- **THE TASK**:
Copy the lines exactly. Begin at the first line of the data and stop after the line with "pub struct ScaffoldRequest".

- **Dataset entries**:
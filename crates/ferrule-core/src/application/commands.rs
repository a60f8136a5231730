//! Create / page / component type registries and their dispatch.
//!
//! Plugins register scaffolding actions under a type key. `create` looks the
//! key up from the user's choice; `page` and `component` use the project's
//! configured `type`.

use std::path::PathBuf;
use std::sync::Arc;

use async_trait::async_trait;
use serde::Serialize;
use tracing::{info, instrument, warn};

use crate::application::host::Host;
use crate::error::FerruleResult;

/// A `create` request, after the CLI has gathered its inputs.
#[derive(Debug, Clone, PartialEq, Eq, Serialize)]
#[serde(rename_all = "camelCase")]
pub struct CreateRequest {
    /// Project name (package name).
    pub name: String,
    /// Absolute directory the project is created in.
    pub project_dir: PathBuf,
    #[serde(rename = "type")]
    pub kind: String,
}

/// A `page` or `component` request.
#[derive(Debug, Clone, PartialEq, Eq, Serialize)]
pub struct ScaffoldRequest {
    pub name: String,
}

#[async_trait]
pub trait CreateAction: Send + Sync {
    async fn create(&self, host: &mut Host, request: &CreateRequest) -> anyhow::Result<()>;
}

#[async_trait]
pub trait ScaffoldAction: Send + Sync {
    async fn scaffold(&self, host: &mut Host, request: &ScaffoldRequest) -> anyhow::Result<()>;
}

pub struct TypeEntry<A: ?Sized> {
    pub kind: String,
    pub description: String,
    pub action: Arc<A>,
}

impl<A: ?Sized> Clone for TypeEntry<A> {
    fn clone(&self) -> Self {
        Self {
            kind: self.kind.clone(),
            description: self.description.clone(),
            action: Arc::clone(&self.action),
        }
    }
}

/// Type key → action, in registration order.
///
/// Lookup is by exact key; the first entry registered for a key wins.
pub struct TypeRegistry<A: ?Sized> {
    entries: Vec<TypeEntry<A>>,
}

impl<A: ?Sized> Default for TypeRegistry<A> {
    fn default() -> Self {
        Self {
            entries: Vec::new(),
        }
    }
}

impl<A: ?Sized> TypeRegistry<A> {
    pub fn register(&mut self, kind: &str, description: &str, action: Arc<A>) {
        self.entries.push(TypeEntry {
            kind: kind.to_string(),
            description: description.to_string(),
            action,
        });
    }

    pub fn find(&self, kind: &str) -> Option<&TypeEntry<A>> {
        self.entries.iter().find(|e| e.kind == kind)
    }

    pub fn entries(&self) -> &[TypeEntry<A>] {
        &self.entries
    }

    pub fn is_empty(&self) -> bool {
        self.entries.is_empty()
    }
}

/// Result of dispatching a request to a type registry.
#[derive(Debug, Clone, PartialEq, Eq)]
pub enum DispatchOutcome {
    Handled,
    Unsupported { reason: String },
}

/// Listing row for prompts and `--help` style output.
#[derive(Debug, Clone, PartialEq, Eq, Serialize)]
pub struct TypeInfo {
    #[serde(rename = "type")]
    pub kind: String,
    pub description: String,
}

impl Host {
    pub fn register_create_type(
        &mut self,
        kind: &str,
        description: &str,
        action: Arc<dyn CreateAction>,
    ) -> &mut Self {
        self.create_types.register(kind, description, action);
        self
    }

    pub fn register_page_type(
        &mut self,
        kind: &str,
        description: &str,
        action: Arc<dyn ScaffoldAction>,
    ) -> &mut Self {
        self.page_types.register(kind, description, action);
        self
    }

    pub fn register_component_type(
        &mut self,
        kind: &str,
        description: &str,
        action: Arc<dyn ScaffoldAction>,
    ) -> &mut Self {
        self.component_types.register(kind, description, action);
        self
    }

    pub fn create_types(&self) -> Vec<TypeInfo> {
        self.create_types
            .entries()
            .iter()
            .map(|e| TypeInfo {
                kind: e.kind.clone(),
                description: e.description.clone(),
            })
            .collect()
    }

    /// Run the create action registered for `request.kind`.
    #[instrument(skip_all, fields(kind = %request.kind, dir = %request.project_dir.display()))]
    pub async fn create_project(&mut self, request: CreateRequest) -> FerruleResult<DispatchOutcome> {
        let Some(entry) = self.create_types.find(&request.kind).cloned() else {
            let reason = format!("create \"{}\" not supported", request.kind);
            warn!("{reason}");
            return Ok(DispatchOutcome::Unsupported { reason });
        };
        info!("{}", entry.description);
        entry.action.create(self, &request).await?;
        Ok(DispatchOutcome::Handled)
    }

    /// Run the page action for the project's `type`.
    pub async fn add_page(&mut self, request: ScaffoldRequest) -> FerruleResult<DispatchOutcome> {
        let entry = match self.project_type_entry(Registry::Page) {
            Ok(entry) => entry,
            Err(outcome) => return Ok(outcome),
        };
        entry.action.scaffold(self, &request).await?;
        Ok(DispatchOutcome::Handled)
    }

    /// Run the component action for the project's `type`.
    pub async fn add_component(
        &mut self,
        request: ScaffoldRequest,
    ) -> FerruleResult<DispatchOutcome> {
        let entry = match self.project_type_entry(Registry::Component) {
            Ok(entry) => entry,
            Err(outcome) => return Ok(outcome),
        };
        entry.action.scaffold(self, &request).await?;
        Ok(DispatchOutcome::Handled)
    }

    fn project_type_entry(
        &self,
        which: Registry,
    ) -> Result<TypeEntry<dyn ScaffoldAction>, DispatchOutcome> {
        let Some(kind) = self.config().project_type.as_deref() else {
            let reason = "your project does not support this command".to_string();
            warn!("{reason}");
            return Err(DispatchOutcome::Unsupported { reason });
        };

        let registry = match which {
            Registry::Page => &self.page_types,
            Registry::Component => &self.component_types,
        };
        registry.find(kind).cloned().ok_or_else(|| {
            let reason = format!(
                "your project (type is {kind}) does not support creating a {}",
                which.noun()
            );
            warn!("{reason}");
            DispatchOutcome::Unsupported { reason }
        })
    }
}

#[derive(Clone, Copy)]
enum Registry {
    Page,
    Component,
}

impl Registry {
    fn noun(self) -> &'static str {
        match self {
            Self::Page => "page",
            Self::Component => "component",
        }
    }
}

#[cfg(test)]
mod tests {
    use std::sync::Mutex;

    use serde_json::json;

    use super::*;
    use crate::application::test_support::{FakeFs, host_with, test_host};

    struct Record(Arc<Mutex<Vec<String>>>, &'static str);

    #[async_trait]
    impl ScaffoldAction for Record {
        async fn scaffold(&self, _host: &mut Host, request: &ScaffoldRequest) -> anyhow::Result<()> {
            self.0.lock().unwrap().push(format!("{}:{}", self.1, request.name));
            Ok(())
        }
    }

    #[async_trait]
    impl CreateAction for Record {
        async fn create(&self, _host: &mut Host, request: &CreateRequest) -> anyhow::Result<()> {
            self.0.lock().unwrap().push(format!("{}:{}", self.1, request.name));
            Ok(())
        }
    }

    fn page(name: &str) -> ScaffoldRequest {
        ScaffoldRequest { name: name.into() }
    }

    #[tokio::test]
    async fn page_without_project_type_is_a_no_op() {
        let log = Arc::new(Mutex::new(Vec::new()));
        let mut host = test_host();
        host.register_page_type("react", "React page", Arc::new(Record(log.clone(), "react")));

        let outcome = host.add_page(page("home")).await.unwrap();
        assert!(matches!(outcome, DispatchOutcome::Unsupported { .. }));
        assert!(log.lock().unwrap().is_empty());
    }

    #[tokio::test]
    async fn unmatched_type_warns_and_does_nothing() {
        let log = Arc::new(Mutex::new(Vec::new()));
        let mut host = host_with(Some(json!({ "type": "vue" })), FakeFs::new());
        host.register_component_type("react", "React component", Arc::new(Record(log.clone(), "react")));

        let outcome = host.add_component(page("Button")).await.unwrap();
        assert_eq!(
            outcome,
            DispatchOutcome::Unsupported {
                reason: "your project (type is vue) does not support creating a component".into()
            }
        );
        assert!(log.lock().unwrap().is_empty());
    }

    #[tokio::test]
    async fn first_registered_type_wins() {
        let log = Arc::new(Mutex::new(Vec::new()));
        let mut host = host_with(Some(json!({ "type": "react" })), FakeFs::new());
        host.register_page_type("react", "first", Arc::new(Record(log.clone(), "first")))
            .register_page_type("react", "second", Arc::new(Record(log.clone(), "second")));

        assert_eq!(host.add_page(page("home")).await.unwrap(), DispatchOutcome::Handled);
        assert_eq!(*log.lock().unwrap(), ["first:home"]);
    }

    #[tokio::test]
    async fn create_dispatches_by_requested_type() {
        let log = Arc::new(Mutex::new(Vec::new()));
        let mut host = test_host();
        host.register_create_type("react", "React app", Arc::new(Record(log.clone(), "react")));

        let request = CreateRequest {
            name: "shop".into(),
            project_dir: "/work/shop".into(),
            kind: "react".into(),
        };
        assert_eq!(host.create_project(request.clone()).await.unwrap(), DispatchOutcome::Handled);

        let unknown = CreateRequest {
            kind: "svelte".into(),
            ..request
        };
        assert!(matches!(
            host.create_project(unknown).await.unwrap(),
            DispatchOutcome::Unsupported { .. }
        ));
        assert_eq!(*log.lock().unwrap(), ["react:shop"]);
        assert_eq!(host.create_types()[0].kind, "react");
    }
}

- **RESPONSE TO THE EXERCISE**:
filename crates/ferrule-core/src/application/commands.rs
repository a60f8136a5231730
//! Create / page / component type registries and their dispatch.
//!
//! Plugins register scaffolding actions under a type key. `create` looks the
//! key up from the user's choice; `page` and `component` use the project's
//! configured `type`.

use std::path::PathBuf;
use std::sync::Arc;

use async_trait::async_trait;
use serde::Serialize;
use tracing::{info, instrument, warn};

use crate::application::host::Host;
use crate::error::FerruleResult;

/// A `create` request, after the CLI has gathered its inputs.
#[derive(Debug, Clone, PartialEq, Eq, Serialize)]
#[serde(rename_all = "camelCase")]
pub struct CreateRequest {
    /// Project name (package name).
    pub name: String,
    /// Absolute directory the project is created in.
    pub project_dir: PathBuf,
    #[serde(rename = "type")]
    pub kind: String,
}

/// A `page` or `component` request.
#[derive(Debug, Clone, PartialEq, Eq, Serialize)]
pub struct ScaffoldRequest {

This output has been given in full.